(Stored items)
........

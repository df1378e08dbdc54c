//! # Invoice Repository
//!
//! Database operations for invoices and their line items.
//!
//! ## Invoice Lifecycle
//! ```text
//! ┌─────────────────────────────────────────────────────────────────────────┐
//! │                                                                         │
//! │   create_draft           issue                 record_payment          │
//! │        │                   │                        │                   │
//! │        ▼                   ▼                        ▼                   │
//! │   ┌─────────┐        ┌─────────┐              ┌─────────┐              │
//! │   │  DRAFT  │───────►│  SENT   │─────────────►│  PAID   │              │
//! │   │ no num  │        │ INV-007 │  paid ≥ total│         │              │
//! │   └────┬────┘        └────┬────┘              └─────────┘              │
//! │        │                  │                                             │
//! │        │ delete_draft     │ cancel                                      │
//! │        ▼                  ▼                                             │
//! │     (gone)           ┌───────────┐                                      │
//! │                      │ CANCELLED │  number kept for the audit trail     │
//! │                      └───────────┘                                      │
//! │                                                                         │
//! │   "overdue" is never stored: it is SENT + past due date, derived at    │
//! │   read time (list_overdue) and by Invoice::is_overdue.                 │
//! └─────────────────────────────────────────────────────────────────────────┘
//! ```
//!
//! ## Snapshot Pattern
//! Line items freeze description/price/tax at creation; the client name and
//! address are frozen on the invoice row. Issued invoices are immutable
//! apart from status transitions.

use chrono::{NaiveDate, Utc};
use sqlx::SqlitePool;
use tracing::{debug, info};

use crate::error::{DbError, DbResult};
use blumfo_core::totals::{check_lines, DocumentLine};
use blumfo_core::{CoreError, Invoice, InvoiceItem, InvoiceStatus};

const COLUMNS: &str = "id, tenant_id, number, status, client_id, client_name, \
                       client_address, issue_date, due_date, subtotal_cents, \
                       discount_cents, tax_cents, total_cents, amount_paid_cents, \
                       notes, payment_link, template, subscription_id, quote_id, \
                       created_at, updated_at, paid_at";

const ITEM_COLUMNS: &str = "id, invoice_id, product_id, description, \
                            unit_price_cents, quantity, tax_rate_bps, \
                            line_total_cents, created_at";

/// Repository for invoice database operations.
///
/// ## Usage
/// ```rust,ignore
/// let repo = InvoiceRepository::new(pool);
/// repo.create_draft(&invoice, &items).await?;
/// repo.issue(&invoice.id, "INV-007", issue_date, due_date).await?;
/// ```
#[derive(Debug, Clone)]
pub struct InvoiceRepository {
    pool: SqlitePool,
}

impl InvoiceRepository {
    /// Creates a new InvoiceRepository.
    pub fn new(pool: SqlitePool) -> Self {
        InvoiceRepository { pool }
    }

    /// Creates a draft invoice with its line items in one transaction.
    ///
    /// The invoice must carry status Draft and no number; totals are
    /// expected to be precomputed (see `blumfo_core::totals`).
    pub async fn create_draft(&self, invoice: &Invoice, items: &[InvoiceItem]) -> DbResult<()> {
        debug!(id = %invoice.id, items = items.len(), "Creating draft invoice");

        let lines: Vec<DocumentLine> = items.iter().map(DocumentLine::from).collect();
        check_lines(&lines)?;

        let mut tx = self.pool.begin().await?;

        sqlx::query(
            r#"
            INSERT INTO invoices (
                id, tenant_id, number, status, client_id, client_name,
                client_address, issue_date, due_date, subtotal_cents,
                discount_cents, tax_cents, total_cents, amount_paid_cents,
                notes, payment_link, template, subscription_id, quote_id,
                created_at, updated_at, paid_at
            ) VALUES (
                ?1, ?2, ?3, ?4, ?5, ?6, ?7, ?8, ?9, ?10, ?11,
                ?12, ?13, ?14, ?15, ?16, ?17, ?18, ?19, ?20, ?21, ?22
            )
            "#,
        )
        .bind(&invoice.id)
        .bind(&invoice.tenant_id)
        .bind(&invoice.number)
        .bind(invoice.status)
        .bind(&invoice.client_id)
        .bind(&invoice.client_name)
        .bind(&invoice.client_address)
        .bind(invoice.issue_date)
        .bind(invoice.due_date)
        .bind(invoice.subtotal_cents)
        .bind(invoice.discount_cents)
        .bind(invoice.tax_cents)
        .bind(invoice.total_cents)
        .bind(invoice.amount_paid_cents)
        .bind(&invoice.notes)
        .bind(&invoice.payment_link)
        .bind(invoice.template)
        .bind(&invoice.subscription_id)
        .bind(&invoice.quote_id)
        .bind(invoice.created_at)
        .bind(invoice.updated_at)
        .bind(invoice.paid_at)
        .execute(&mut *tx)
        .await?;

        for item in items {
            sqlx::query(
                r#"
                INSERT INTO invoice_items (
                    id, invoice_id, product_id, description,
                    unit_price_cents, quantity, tax_rate_bps,
                    line_total_cents, created_at
                ) VALUES (?1, ?2, ?3, ?4, ?5, ?6, ?7, ?8, ?9)
                "#,
            )
            .bind(&item.id)
            .bind(&item.invoice_id)
            .bind(&item.product_id)
            .bind(&item.description)
            .bind(item.unit_price_cents)
            .bind(item.quantity)
            .bind(item.tax_rate_bps)
            .bind(item.line_total_cents)
            .bind(item.created_at)
            .execute(&mut *tx)
            .await?;
        }

        tx.commit().await?;
        Ok(())
    }

    /// Gets an invoice by its ID.
    pub async fn get_by_id(&self, id: &str) -> DbResult<Option<Invoice>> {
        let invoice = sqlx::query_as::<_, Invoice>(&format!(
            "SELECT {COLUMNS} FROM invoices WHERE id = ?1"
        ))
        .bind(id)
        .fetch_optional(&self.pool)
        .await?;

        Ok(invoice)
    }

    /// Gets all line items for an invoice, in creation order.
    pub async fn get_items(&self, invoice_id: &str) -> DbResult<Vec<InvoiceItem>> {
        let items = sqlx::query_as::<_, InvoiceItem>(&format!(
            "SELECT {ITEM_COLUMNS} FROM invoice_items WHERE invoice_id = ?1 ORDER BY created_at"
        ))
        .bind(invoice_id)
        .fetch_all(&self.pool)
        .await?;

        Ok(items)
    }

    /// Lists invoices with a given status, most recent first.
    pub async fn list_by_status(
        &self,
        status: InvoiceStatus,
        limit: u32,
    ) -> DbResult<Vec<Invoice>> {
        let invoices = sqlx::query_as::<_, Invoice>(&format!(
            r#"
            SELECT {COLUMNS} FROM invoices
            WHERE status = ?1
            ORDER BY created_at DESC
            LIMIT ?2
            "#
        ))
        .bind(status)
        .bind(limit)
        .fetch_all(&self.pool)
        .await?;

        Ok(invoices)
    }

    /// Lists issued, unpaid invoices. This is the set the reminder
    /// evaluation walks on each check.
    pub async fn list_open(&self) -> DbResult<Vec<Invoice>> {
        let invoices = sqlx::query_as::<_, Invoice>(&format!(
            "SELECT {COLUMNS} FROM invoices WHERE status = 'sent' ORDER BY due_date"
        ))
        .fetch_all(&self.pool)
        .await?;

        Ok(invoices)
    }

    /// Lists open invoices whose due date has passed as of `today`.
    pub async fn list_overdue(&self, today: NaiveDate) -> DbResult<Vec<Invoice>> {
        let invoices = sqlx::query_as::<_, Invoice>(&format!(
            r#"
            SELECT {COLUMNS} FROM invoices
            WHERE status = 'sent' AND due_date IS NOT NULL AND due_date < ?1
            ORDER BY due_date
            "#
        ))
        .bind(today)
        .fetch_all(&self.pool)
        .await?;

        Ok(invoices)
    }

    /// Issues a draft: assigns the formatted number and dates, moves it to
    /// Sent. Only drafts can be issued; the number comes from
    /// `blumfo_core::numbering::issue` and the advanced numbering config
    /// must be persisted by the caller right after this succeeds.
    pub async fn issue(
        &self,
        id: &str,
        number: &str,
        issue_date: NaiveDate,
        due_date: NaiveDate,
    ) -> DbResult<()> {
        info!(id = %id, number = %number, "Issuing invoice");

        let now = Utc::now();

        let result = sqlx::query(
            r#"
            UPDATE invoices SET
                number = ?2,
                status = 'sent',
                issue_date = ?3,
                due_date = ?4,
                updated_at = ?5
            WHERE id = ?1 AND status = 'draft'
            "#,
        )
        .bind(id)
        .bind(number)
        .bind(issue_date)
        .bind(due_date)
        .bind(now)
        .execute(&self.pool)
        .await?;

        if result.rows_affected() == 0 {
            return Err(DbError::invalid_state("Invoice", id));
        }

        Ok(())
    }

    /// Records a payment against an issued invoice. When the cumulative
    /// amount reaches the total, the invoice flips to Paid.
    ///
    /// ## Returns
    /// The updated invoice.
    pub async fn record_payment(&self, id: &str, amount_cents: i64) -> DbResult<Invoice> {
        debug!(id = %id, amount = amount_cents, "Recording payment");

        if amount_cents <= 0 {
            return Err(CoreError::InvalidPaymentAmount {
                reason: format!("amount must be positive, got {amount_cents}"),
            }
            .into());
        }

        let mut tx = self.pool.begin().await?;

        let invoice = sqlx::query_as::<_, Invoice>(&format!(
            "SELECT {COLUMNS} FROM invoices WHERE id = ?1"
        ))
        .bind(id)
        .fetch_optional(&mut *tx)
        .await?
        .ok_or_else(|| DbError::not_found("Invoice", id))?;

        if invoice.status != InvoiceStatus::Sent {
            return Err(DbError::invalid_state("Invoice", id));
        }

        let outstanding = invoice.total_cents - invoice.amount_paid_cents;
        if amount_cents > outstanding {
            return Err(CoreError::InvalidPaymentAmount {
                reason: format!("amount {amount_cents} exceeds outstanding {outstanding}"),
            }
            .into());
        }

        let now = Utc::now();
        let new_paid = invoice.amount_paid_cents + amount_cents;
        let fully_paid = new_paid >= invoice.total_cents;

        if fully_paid {
            sqlx::query(
                r#"
                UPDATE invoices SET
                    amount_paid_cents = ?2, status = 'paid',
                    paid_at = ?3, updated_at = ?3
                WHERE id = ?1
                "#,
            )
            .bind(id)
            .bind(new_paid)
            .bind(now)
            .execute(&mut *tx)
            .await?;
        } else {
            sqlx::query(
                "UPDATE invoices SET amount_paid_cents = ?2, updated_at = ?3 WHERE id = ?1",
            )
            .bind(id)
            .bind(new_paid)
            .bind(now)
            .execute(&mut *tx)
            .await?;
        }

        tx.commit().await?;

        self.get_by_id(id)
            .await?
            .ok_or_else(|| DbError::not_found("Invoice", id))
    }

    /// Cancels a draft or issued invoice. The number (if any) is kept so
    /// the numbering trail stays explainable.
    pub async fn cancel(&self, id: &str) -> DbResult<()> {
        info!(id = %id, "Cancelling invoice");

        let now = Utc::now();

        let result = sqlx::query(
            r#"
            UPDATE invoices SET status = 'cancelled', updated_at = ?2
            WHERE id = ?1 AND status IN ('draft', 'sent')
            "#,
        )
        .bind(id)
        .bind(now)
        .execute(&self.pool)
        .await?;

        if result.rows_affected() == 0 {
            return Err(DbError::invalid_state("Invoice", id));
        }

        Ok(())
    }

    /// Replaces the line items of a draft and updates its totals in one
    /// transaction. Rejected for issued invoices.
    pub async fn update_draft(
        &self,
        id: &str,
        items: &[InvoiceItem],
        totals: blumfo_core::totals::DocumentTotals,
    ) -> DbResult<()> {
        debug!(id = %id, items = items.len(), "Updating draft invoice");

        let lines: Vec<DocumentLine> = items.iter().map(DocumentLine::from).collect();
        check_lines(&lines)?;

        let mut tx = self.pool.begin().await?;

        let now = Utc::now();
        let result = sqlx::query(
            r#"
            UPDATE invoices SET
                subtotal_cents = ?2, discount_cents = ?3,
                tax_cents = ?4, total_cents = ?5, updated_at = ?6
            WHERE id = ?1 AND status = 'draft'
            "#,
        )
        .bind(id)
        .bind(totals.subtotal_cents)
        .bind(totals.discount_cents)
        .bind(totals.tax_cents)
        .bind(totals.total_cents)
        .bind(now)
        .execute(&mut *tx)
        .await?;

        if result.rows_affected() == 0 {
            return Err(DbError::invalid_state("Invoice", id));
        }

        sqlx::query("DELETE FROM invoice_items WHERE invoice_id = ?1")
            .bind(id)
            .execute(&mut *tx)
            .await?;

        for item in items {
            sqlx::query(
                r#"
                INSERT INTO invoice_items (
                    id, invoice_id, product_id, description,
                    unit_price_cents, quantity, tax_rate_bps,
                    line_total_cents, created_at
                ) VALUES (?1, ?2, ?3, ?4, ?5, ?6, ?7, ?8, ?9)
                "#,
            )
            .bind(&item.id)
            .bind(&item.invoice_id)
            .bind(&item.product_id)
            .bind(&item.description)
            .bind(item.unit_price_cents)
            .bind(item.quantity)
            .bind(item.tax_rate_bps)
            .bind(item.line_total_cents)
            .bind(item.created_at)
            .execute(&mut *tx)
            .await?;
        }

        tx.commit().await?;
        Ok(())
    }

    /// Hard-deletes a draft (cascades to its items). Issued invoices are
    /// never deleted, only cancelled.
    pub async fn delete_draft(&self, id: &str) -> DbResult<()> {
        debug!(id = %id, "Deleting draft invoice");

        let result = sqlx::query("DELETE FROM invoices WHERE id = ?1 AND status = 'draft'")
            .bind(id)
            .execute(&self.pool)
            .await?;

        if result.rows_affected() == 0 {
            return Err(DbError::invalid_state("Invoice", id));
        }

        Ok(())
    }

    /// Stores the checkout URL returned by the payment processor. The URL
    /// is opaque to us.
    pub async fn set_payment_link(&self, id: &str, link: &str) -> DbResult<()> {
        let now = Utc::now();

        let result = sqlx::query(
            "UPDATE invoices SET payment_link = ?2, updated_at = ?3 WHERE id = ?1",
        )
        .bind(id)
        .bind(link)
        .bind(now)
        .execute(&self.pool)
        .await?;

        if result.rows_affected() == 0 {
            return Err(DbError::not_found("Invoice", id));
        }

        Ok(())
    }
}

// =============================================================================
// Unit Tests
// =============================================================================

........

Task to complete: Please copy only the lines between the first line of the entries and the line with "client_address, issue_date, due_date, subtotal_cents, \", keeping those two end lines as well, exactly as written.

Solution:
repository df1378e08dbdc54c
//! # Invoice Repository
//!
//! Database operations for invoices and their line items.
//!
//! ## Invoice Lifecycle
//! ```text
//! ┌─────────────────────────────────────────────────────────────────────────┐
//! │                                                                         │
//! │   create_draft           issue                 record_payment          │
//! │        │                   │                        │                   │
//! │        ▼                   ▼                        ▼                   │
//! │   ┌─────────┐        ┌─────────┐              ┌─────────┐              │
//! │   │  DRAFT  │───────►│  SENT   │─────────────►│  PAID   │              │
//! │   │ no num  │        │ INV-007 │  paid ≥ total│         │              │
//! │   └────┬────┘        └────┬────┘              └─────────┘              │
//! │        │                  │                                             │
//! │        │ delete_draft     │ cancel                                      │
//! │        ▼                  ▼                                             │
//! │     (gone)           ┌───────────┐                                      │
//! │                      │ CANCELLED │  number kept for the audit trail     │
//! │                      └───────────┘                                      │
//! │                                                                         │
//! │   "overdue" is never stored: it is SENT + past due date, derived at    │
//! │   read time (list_overdue) and by Invoice::is_overdue.                 │
//! └─────────────────────────────────────────────────────────────────────────┘
//! ```
//!
//! ## Snapshot Pattern
//! Line items freeze description/price/tax at creation; the client name and
//! address are frozen on the invoice row. Issued invoices are immutable
//! apart from status transitions.

use chrono::{NaiveDate, Utc};
use sqlx::SqlitePool;
use tracing::{debug, info};

use crate::error::{DbError, DbResult};
use blumfo_core::totals::{check_lines, DocumentLine};
use blumfo_core::{CoreError, Invoice, InvoiceItem, InvoiceStatus};

const COLUMNS: &str = "id, tenant_id, number, status, client_id, client_name, \
                       client_address, issue_date, due_date, subtotal_cents, \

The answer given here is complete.